The Second Coming, for each individual human being, is death. Not in a morbid or threatening sense — but in the sense that what the whole world will experience at the end of an age, each person experiences individually at the end of their natural life: the immediate presence of the risen Christ, the beginning of the next stage of the eternal journey. The Urantia papers describe this as the beginning of the paradise ascension — the long, joyful, expanding journey from the mansion worlds through the universe, toward the presence of the Father at the center of all things.

And here is the crucial theological point about that ascension: it is not forced. Separation from God is a choice — made gradually, across a lifetime of smaller choices, until a personality has definitively oriented itself against love, against growth, against the divine. The outcome of that definitive choice is not eternal conscious torment in burning oil. It is cessation — annihilation of the self that has chosen not to survive. The wheat burns up, as Jesus described it. It does not keep burning. And for every soul that has not made that final definitive choice — which is the vast majority of human beings who have ever lived — the opportunity to choose the paradise ascension is not terminated by death. Death is a portal, not a verdict.

He already resurrected. He showed us what is bigger than death, bigger than empire, bigger than everything we fear. The Second Coming is not the rescue mission for people who checked out. It is the completion of what the resurrection began.

What we hold and how we hold it

The Second Coming cannot be scheduled. It cannot be predicted. It cannot be calculated from the Book of Daniel or the news cycle or the state of geopolitics or the development of artificial intelligence or the movement of any astronomical body. The times of the reappearing of the Son of Man are known only in the councils of Paradise. Not even the angels of heaven know. Anyone who tells you they know is telling you something the biblical text explicitly says cannot be known.

What can be known is this: He promised to return. He sent the Holy Spirit as comforter and guide until he does. He told us to carry on — to invest the gifts entrusted to us, to serve the least, to love the neighbor, to proclaim the kingdom, to bear the fruits of the spirit. The faithful response to the Second Coming is not passive waiting. It is active living — the kind of living that would be exactly the same whether he returns tomorrow or in ten thousand years.

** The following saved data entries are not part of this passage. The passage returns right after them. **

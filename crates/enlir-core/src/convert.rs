//! Scalar conversions for worksheet cells
//!
//! Worksheet cells are free text maintained by hand, so every converter is
//! total: anything unparseable becomes the type's zero value.

use chrono::NaiveDate;

fn numeric_text(text: &str) -> String {
    text.trim()
        .chars()
        .filter(|c| *c != ',' && *c != '_')
        .collect()
}

/// Integer value of a cell; blank or non-numeric cells become 0
pub fn to_int(text: &str) -> i64 {
    let cleaned = numeric_text(text);
    if cleaned.is_empty() {
        return 0;
    }
    cleaned
        .parse::<i64>()
        .or_else(|_| cleaned.parse::<f64>().map(|v| v.trunc() as i64))
        .unwrap_or(0)
}

/// Floating-point value of a cell; blank or non-numeric cells become 0.0
pub fn to_double(text: &str) -> f64 {
    let cleaned = numeric_text(text);
    cleaned.parse::<f64>().ok().filter(|v| v.is_finite()).unwrap_or(0.0)
}

/// Truthiness of a check/flag cell
pub fn to_bool(text: &str) -> bool {
    let trimmed = text.trim();
    trimmed == "✓"
        || ["y", "yes", "true", "1"]
            .iter()
            .any(|t| trimmed.eq_ignore_ascii_case(t))
}

/// Calendar date in `YYYY-MM-DD` or `MM/DD/YYYY` form
pub fn to_date(text: &str) -> Option<NaiveDate> {
    let trimmed = text.trim();
    if trimmed.is_empty() {
        return None;
    }
    NaiveDate::parse_from_str(trimmed, "%Y-%m-%d")
        .or_else(|_| NaiveDate::parse_from_str(trimmed, "%m/%d/%Y"))
        .ok()
}

/// Split a comma-separated cell into trimmed, non-empty items
pub fn to_list(text: &str) -> Vec<String> {
    text.split(',')
        .map(str::trim)
        .filter(|s| !s.is_empty() && *s != "-")
        .map(str::to_string)
        .collect()
}

#[cfg(test)]
mod tests {
    use super::*;

    #[test]
    fn test_to_int() {
        assert_eq!(to_int("42"), 42);
        assert_eq!(to_int(" 1,200 "), 1200);
        assert_eq!(to_int("2.9"), 2);
        assert_eq!(to_int(""), 0);
        assert_eq!(to_int("-"), 0);
        assert_eq!(to_int("n/a"), 0);
    }

    #[test]
    fn test_to_double() {
        assert_eq!(to_double("1.65"), 1.65);
        assert_eq!(to_double(" 3 "), 3.0);
        assert_eq!(to_double("?"), 0.0);
        assert_eq!(to_double("NaN"), 0.0);
    }

    #[test]
    fn test_to_bool() {
        assert!(to_bool("Y"));
        assert!(to_bool("yes"));
        assert!(to_bool("TRUE"));
        assert!(to_bool("✓"));
        assert!(to_bool("1"));
        assert!(!to_bool("N"));
        assert!(!to_bool(""));
    }

    #[test]
    fn test_to_date() {
        let expected = NaiveDate::from_ymd_opt(2019, 3, 14);
        assert_eq!(to_date("2019-03-14"), expected);
        assert_eq!(to_date("03/14/2019"), expected);
        assert_eq!(to_date("soon"), None);
        assert_eq!(to_date(""), None);
    }

    #[test]
    fn test_to_list() {
        assert_eq!(to_list("Cloud, Tifa,,"), vec!["Cloud", "Tifa"]);
        assert!(to_list("-").is_empty());
    }
}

Hold the promise. Hold it lightly enough not to build fear on it. Hold it firmly enough to let it be the horizon that orients everything else. He is coming. The universe is moving toward something. Every individual who chooses the paradise ascension is moving toward it too. You do not have to wait for the world's ending to begin your journey toward the center of everything. The journey is available now, today, through the same Holy Spirit he sent on the day of Pentecost to be the comforter of everyone who asks. The gap is held. The journey is open. The destination is real.

Choosing eternity is an ongoing process, not a single moment of decision. Every time you choose love over fear. Every time you turn toward the Father rather than away. Every time you serve rather than hoard. Every time you trust rather than control. These are the choices that constitute the paradise ascension — not a dramatic moment at a government checkpoint or a rapture event over a cornfield in Iowa, but the slow, faithful, daily orientation of a life toward what is real and permanent and true.

Stop waiting for him to fix everything. He already gave us everything we need. The Second Coming is the horizon, not the exit.

He came once as an obscure infant in an occupied territory and changed the world. He sent his Spirit at Pentecost and the frightened became fearless. He will come again in his time and in his way. And between now and then, the Spirit holds the gap — not as absence but as presence, not as placeholder but as power, not as waiting room but as the living, breathing, daily reality of the kingdom that is already, and not yet, and coming, and here.